◆ YOUR ASSIGNMENT
Every line of the data that includes "SessionEvent" should be copied out.

+ + + + + + +

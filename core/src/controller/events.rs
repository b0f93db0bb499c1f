use std::time::Duration;

use crate::result::IterationResult;
use crate::session::SessionEvent;

/// One verification run's outcome, kept alongside the iteration it gated.
#[derive(Debug, Clone)]
pub struct VerifyOutcome {
    pub passed: bool,
    pub output: String,
}

/// Why a completion signal was not honored.
#[derive(Debug, Clone, Copy, PartialEq, Eq)]
pub enum CompletionBlock {
    MinIterations { done: u32, required: u32 },
    VerifyFailed,
}

/// Loop-level progress events for the frontend, interleaved with the
/// session events of the iteration currently running.
#[derive(Debug)]
pub enum ControllerEvent {
    Session(SessionEvent),
    IterationStarted {
        iteration: u32,
        /// Elapsed run time and running totals, zero on the first iteration.
        elapsed: Duration,
        total_cost: f64,
        total_input: u64,
        total_output: u64,
    },
    IterationFinished {
        iteration: u32,
        result: IterationResult,
        verify: Option<VerifyOutcome>,
        /// Preformatted trend like `(3/5 ↑)`, empty without verify data.
        verify_trend: String,
        /// Size of the progress file after this iteration's append.
        progress_bytes: u64,
    },
    CompletionBlocked(CompletionBlock),
    Completed,
    MaxIterationsReached { limit: u32 },
    ShutdownNoticed,
}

+ + + + + + +

◆ EXERCISE ANSWER
use crate::session::SessionEvent;
    Session(SessionEvent),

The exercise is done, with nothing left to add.